This final rule codifies the 2018 Act, which results in a change to an existing collection of information under the Paperwork Reduction Act of 1995, 44 U.S.C. 3501-3520. As defined in 5 CFR 1320.3(c), “collection of information” comprises reporting, recordkeeping, monitoring, posting, labeling, and other similar actions. The title and description of the information collections, a description of those who must collect the information, and an estimate of the total annual burden follow. The estimate covers the time for reviewing instructions, searching existing sources of data, gathering and maintaining the data needed, and completing and reviewing the collection.

Title: Vessel Documentation.

OMB Control Number: 1625-0027.

Summary of the Collection of Information: This final rule, by harmonizing with the 2018 Act, modifies the existing Certification of Documentation (COD) reporting and recordkeeping requirements in § 67.163(c), which will amend current reporting. The current regulation requires owners of recreational vessels of at least 5 net tons to renew their CODs annually. This final rule will codify current industry practice as of January 1, 2019 and will require Start Printed Page 5030recreational vessel owners to convert from an annual renewal period to a 5-year renewal period.

Need for Information: The information is being collected for two reasons: (1) The documenting of a U.S. vessel comes with rights as well as responsibilities, which entitle the vessel owners protection under the U.S. flag; (2) vessel documentation is a requirement in satisfying mortgage lender requirements.

Proposed Use of Information: The collection of this information is maintained by the Coast Guard as a matter of record for identifying vessels that will be entitled to protection under U.S. flag. In addition, the certification of a vessel is an obligation to be performed by the vessel owners as part of a financial agreement they have entered into with a mortgage company.

Description of the Respondents: The respondents are the owners of recreational vessels of at least 5 net tons that choose to document their vessels or are required to document their vessels due to financial obligations, which a financial institution may require when a borrower takes out a loan for the purchase of a vessel.

Number of Respondents: The total number of respondents affected is estimated at 162,309, plus an estimated average of 338 new vessels obtaining CODs each year.

Frequency of Response: The final rule codifies the 2018 Act that converts the annual renewal of CODs to a 5-year renewal, reducing the frequency of responses in any given year. From January 1, 2019 to December 31, 2021, owners are allowed to choose their 1 to 5-year renewal period. As of January 1, 2022, owners will only be allowed to apply for 5-year CODs. However, during the first year (2019), 100 percent (162,647) of the affected population sought COD renewals for their vessels. From 2020 on, we take the anticipated annual 9-year average to estimate the potential reduction in frequency of responses required from this information collection request. Hence, we estimate the average number of responses annually will be reduced from 189,614 to 63,930.

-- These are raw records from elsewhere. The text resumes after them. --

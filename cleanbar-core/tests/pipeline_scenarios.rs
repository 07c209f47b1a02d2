//! End-to-end cleaning scenarios through the public `clean` entry point.

use chrono::{DateTime, TimeZone, Utc};
use cleanbar_core::data::{CsvSource, RawBarSource};
use cleanbar_core::fingerprint::RunFingerprint;
use cleanbar_core::{
    clean, AggregationPolicy, BarInterval, CanonicalBar, CleanConfig, DefectKind, PipelineError,
    RawBar, Resolution,
};
use std::path::PathBuf;

fn at(secs: i64) -> DateTime<Utc> {
    Utc.timestamp_opt(secs, 0).unwrap()
}

fn bar(secs: i64, open: f64, high: f64, low: f64, close: f64, volume: f64) -> RawBar {
    RawBar::new(at(secs), open, high, low, close, volume)
}

fn minute() -> BarInterval {
    BarInterval::from_secs(60).unwrap()
}

fn fixture(name: &str) -> PathBuf {
    PathBuf::from(env!("CARGO_MANIFEST_DIR"))
        .join("tests/fixtures")
        .join(name)
}

#[test]
fn duplicate_and_gap_are_repaired() {
    let raw = vec![
        bar(0, 10.0, 11.0, 9.0, 10.5, 100.0),
        bar(0, 10.0, 11.0, 9.0, 10.5, 100.0),
        bar(120, 10.5, 12.0, 10.0, 11.0, 50.0),
    ];
    let out = clean(&raw, "BTC-USD", minute(), &CleanConfig::default()).unwrap();

    let ts: Vec<_> = out.series.bars().iter().map(|b| b.timestamp).collect();
    assert_eq!(ts, vec![at(0), at(60), at(120)]);

    let filled = out.series.bars()[1];
    assert!(filled.is_synthetic);
    assert_eq!(filled.close, 10.5);
    assert_eq!(filled.open, 10.5);
    assert_eq!(filled.volume, 0.0);

    assert_eq!(out.report.len(), 2);
    assert_eq!(out.report.count(DefectKind::DuplicateTimestamp), 1);
    assert_eq!(out.report.count(DefectKind::GapFilled), 1);
}

#[test]
fn inverted_bar_is_excluded_and_run_continues() {
    let raw = vec![
        bar(0, 10.0, 11.0, 9.0, 10.5, 100.0),
        bar(60, 7.0, 5.0, 9.0, 7.0, 10.0),
        bar(120, 10.5, 12.0, 10.0, 11.0, 50.0),
    ];
    let out = clean(&raw, "BTC-USD", minute(), &CleanConfig::default()).unwrap();

    assert_eq!(out.series.len(), 3);
    let invalid: Vec<_> = out.report.of_kind(DefectKind::InvalidValues).collect();
    assert_eq!(invalid.len(), 1);
    assert_eq!(invalid[0].timestamp, at(60));
    assert_eq!(invalid[0].resolution, Resolution::Excluded);
    assert!(invalid[0].detail.contains("below low"));
    // the excluded slot is then filled
    assert!(out.series.bars()[1].is_synthetic);
}

#[test]
fn all_invalid_input_yields_no_series() {
    let raw = vec![
        bar(0, 10.0, 5.0, 9.0, 7.0, 1.0),
        bar(60, f64::NAN, 11.0, 9.0, 10.0, 1.0),
        bar(120, 10.0, 11.0, 9.0, 10.0, -3.0),
    ];
    let err = clean(&raw, "BTC-USD", minute(), &CleanConfig::default()).unwrap_err();
    assert!(matches!(err, PipelineError::EmptyInput { rejected: 3 }));
}

#[test]
fn leading_gap_without_seed_fails() {
    let raw = vec![bar(120, 10.0, 11.0, 9.0, 10.5, 1.0)];
    let config = CleanConfig::default().with_window(Some(at(0)), None);

    let err = clean(&raw, "BTC-USD", minute(), &config).unwrap_err();
    match err {
        PipelineError::UnfillableGap { timestamp } => assert_eq!(timestamp, at(0)),
        other => panic!("expected UnfillableGap, got {other}"),
    }
}

#[test]
fn leading_gap_with_seed_carries_seed_close() {
    let raw = vec![bar(120, 10.0, 11.0, 9.0, 10.5, 1.0)];
    let seed = CanonicalBar {
        timestamp: at(-60),
        open: 9.0,
        high: 9.5,
        low: 8.5,
        close: 9.2,
        volume: 4.0,
        is_synthetic: false,
    };
    let config = CleanConfig::default()
        .with_window(Some(at(0)), None)
        .with_seed(seed);

    let out = clean(&raw, "BTC-USD", minute(), &config).unwrap();
    assert_eq!(out.series.len(), 3);
    assert_eq!(out.series.bars()[0].close, 9.2);
    assert_eq!(out.series.bars()[1].close, 9.2);
    assert_eq!(out.series.synthetic_count(), 2);
}

#[test]
fn clean_on_grid_input_round_trips() {
    let raw: Vec<RawBar> = (0..10)
        .map(|i| {
            let c = 100.0 + i as f64;
            bar(i * 60, c - 0.5, c + 1.0, c - 1.0, c, 10.0 + i as f64)
        })
        .collect();
    let out = clean(&raw, "ETH-USD", minute(), &CleanConfig::default()).unwrap();

    assert!(out.report.is_empty());
    assert_eq!(out.series.len(), raw.len());
    for (input, output) in raw.iter().zip(out.series.bars()) {
        assert_eq!(output.timestamp, input.timestamp);
        assert_eq!(Some(output.open), input.open);
        assert_eq!(Some(output.high), input.high);
        assert_eq!(Some(output.low), input.low);
        assert_eq!(Some(output.close), input.close);
        assert_eq!(Some(output.volume), input.volume);
        assert!(!output.is_synthetic);
    }
}

#[test]
fn repeated_runs_are_identical() {
    let raw = CsvSource::new(fixture("btc_1m_dirty.csv")).load().unwrap();
    let config = CleanConfig::default();

    let first = clean(&raw, "BTC-USD", minute(), &config).unwrap();
    let second = clean(&raw, "BTC-USD", minute(), &config).unwrap();
    assert_eq!(first, second);

    let fa = RunFingerprint::compute(&raw, "BTC-USD", minute(), &config, &first).unwrap();
    let fb = RunFingerprint::compute(&raw, "BTC-USD", minute(), &config, &second).unwrap();
    assert_eq!(fa, fb);
}

#[test]
fn dirty_fixture_report_accounts_for_every_repair() {
    let raw = CsvSource::new(fixture("btc_1m_dirty.csv")).load().unwrap();
    let out = clean(&raw, "BTC-USD", minute(), &CleanConfig::default()).unwrap();

    assert_eq!(out.series.len(), 8);
    assert_eq!(out.series.synthetic_count(), 3);

    let summary = out.report.summary();
    assert_eq!(summary.get(&DefectKind::InvalidValues), Some(&3));
    assert_eq!(summary.get(&DefectKind::DuplicateTimestamp), Some(&1));
    assert_eq!(summary.get(&DefectKind::GapFilled), Some(&3));
    assert_eq!(summary.get(&DefectKind::Aggregated), Some(&1));
    assert_eq!(summary.get(&DefectKind::OrderingClamped), Some(&1));
    assert_eq!(out.report.len(), 9);

    // coinbase replaced binance at 00:01
    assert_eq!(out.series.bars()[1].close, 42025.0);

    let merged = out.series.bars()[4];
    assert_eq!(merged.open, 42090.0);
    assert_eq!(merged.close, 42180.0);
    assert_eq!(merged.high, 42200.0);
    assert_eq!(merged.low, 42080.0);
    assert_eq!(merged.volume, 10.0);

    let clamped = out.series.bars()[7];
    assert_eq!(clamped.high, 42500.0);

    // report is time-ordered
    let times: Vec<_> = out.report.entries().iter().map(|d| d.timestamp).collect();
    let mut sorted = times.clone();
    sorted.sort();
    assert_eq!(times, sorted);
}

#[test]
fn imputation_recovers_partial_bar() {
    let raw = CsvSource::new(fixture("btc_1m_dirty.csv")).load().unwrap();
    let config = CleanConfig::default().with_imputation(true);
    let out = clean(&raw, "BTC-USD", minute(), &config).unwrap();

    assert_eq!(out.report.count(DefectKind::FieldImputed), 1);
    assert_eq!(out.report.count(DefectKind::InvalidValues), 2);
    assert_eq!(out.report.count(DefectKind::GapFilled), 2);

    let recovered = out.series.bars()[5];
    assert!(!recovered.is_synthetic);
    assert_eq!(recovered.close, 42180.0);
}

#[test]
fn window_trims_and_extends() {
    let raw = vec![
        bar(0, 10.0, 11.0, 9.0, 10.5, 1.0),
        bar(60, 10.5, 11.0, 10.0, 10.8, 1.0),
        bar(120, 10.8, 11.2, 10.5, 11.0, 1.0),
    ];
    let config = CleanConfig::default().with_window(Some(at(60)), Some(at(240)));
    let out = clean(&raw, "BTC-USD", minute(), &config).unwrap();

    assert_eq!(out.series.first_timestamp(), Some(at(60)));
    assert_eq!(out.series.last_timestamp(), Some(at(240)));
    assert_eq!(out.series.len(), 4);
    assert_eq!(out.report.count(DefectKind::OutOfWindow), 1);
    assert_eq!(out.report.count(DefectKind::GapFilled), 2);
}

#[test]
fn last_policy_is_configurable_end_to_end() {
    let raw = vec![
        bar(0, 10.0, 11.0, 9.0, 10.5, 4.0),
        bar(30, 10.5, 11.5, 10.0, 11.0, 6.0),
    ];
    let sum = clean(&raw, "BTC-USD", minute(), &CleanConfig::default()).unwrap();
    let last = clean(
        &raw,
        "BTC-USD",
        minute(),
        &CleanConfig::default().with_aggregation(AggregationPolicy::Last),
    )
    .unwrap();
    assert_eq!(sum.series.bars()[0].volume, 10.0);
    assert_eq!(last.series.bars()[0].volume, 6.0);
}

#[test]
fn bar_at_max_date_cleans_without_panicking() {
    let raw = vec![RawBar::new(
        DateTime::<Utc>::MAX_UTC,
        10.0,
        11.0,
        9.0,
        10.5,
        1.0,
    )];
    let out = clean(&raw, "X-USD", minute(), &CleanConfig::default()).unwrap();
    assert_eq!(out.series.len(), 1);
    assert!(out.report.is_empty());
}

#[test]
fn overflowing_volume_is_saturated_not_an_integrity_error() {
    let raw = vec![
        bar(0, 10.0, 11.0, 9.0, 10.5, 1e308),
        bar(30, 10.5, 11.5, 10.0, 11.0, 1e308),
    ];
    let out = clean(&raw, "BTC-USD", minute(), &CleanConfig::default()).unwrap();
    assert_eq!(out.series.bars()[0].volume, f64::MAX);
    assert_eq!(out.report.count(DefectKind::Aggregated), 1);
}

Burden of Response: This final rule codifies the 2018 Act and, as a result, will reduce the burden of renewing annual CODs to a 5-year renewal period. Therefore, reduction in time for submitting renewal application forms will decrease by approximately 10,061 hours.

Estimate of Total Annual Burden: The annual reduction in burden is estimated as follows:

(a) Annual reduction in burden resulting from converting annual reporting requirement for recreational vessel of at least 5 net tons to a 5-year renewal period: The final rule codifies the 2018 Act that will reduce the number of CODs requested and approved annually. We estimate that it takes 5 min (0.08 equivalent hours) to send in a vessel documentation renewal. We estimate the total average annual burden or hour reduction for those vessel owners who will not be required to renew their documentation to be 10,054 hours (125,684 * 0.08 hours).

(b) The total reduction in annual burden hours due to the conversion from an annual renewal to a 5-year renewal period: This final rule will result in an estimated average annual reduction in total burden hours in the collection of information from 11,373 to 1,319.

As required by 44 U.S.C. 3507(d), we will submit a copy of this final rule to OMB for its review of the collection of information. You are not required to respond to a collection of information unless it displays a currently valid OMB control number.

E. Federalism

A rule has implications for federalism under Executive Order 13132 (Federalism) if it has a substantial direct effect on States, on the relationship between the national government and the States, or on the distribution of power and responsibilities among the various levels of government. We have analyzed this rule under Executive Order 13132 and have determined that it is consistent with the fundamental federalism principles and preemption requirements described in Executive Order 13132. Our analysis follows.

As explained in Sections II and III above, this rulemaking is needed to conform the regulations to the existing law as amended by the 2018 Act. The 2018 Act requires the Coast Guard to issue CODs for recreational vessels with a period of validity of 5 years, following a phase-in period. The 2018 Act prescribes how the cost of the renewal of such a recreational endorsement must be calculated in both the phase-in period and thereafter. It also requires vessel owners to notify the Coast Guard of each change in the information on which the issuance of the COD for the vessel is based, before the expiration of the COD and no later than 30 days after the change. The 2018 Act also requires that a COD will terminate upon the expiration of the 30-day period if the owner has not notified the Coast Guard of changes within the 30-day timeframe.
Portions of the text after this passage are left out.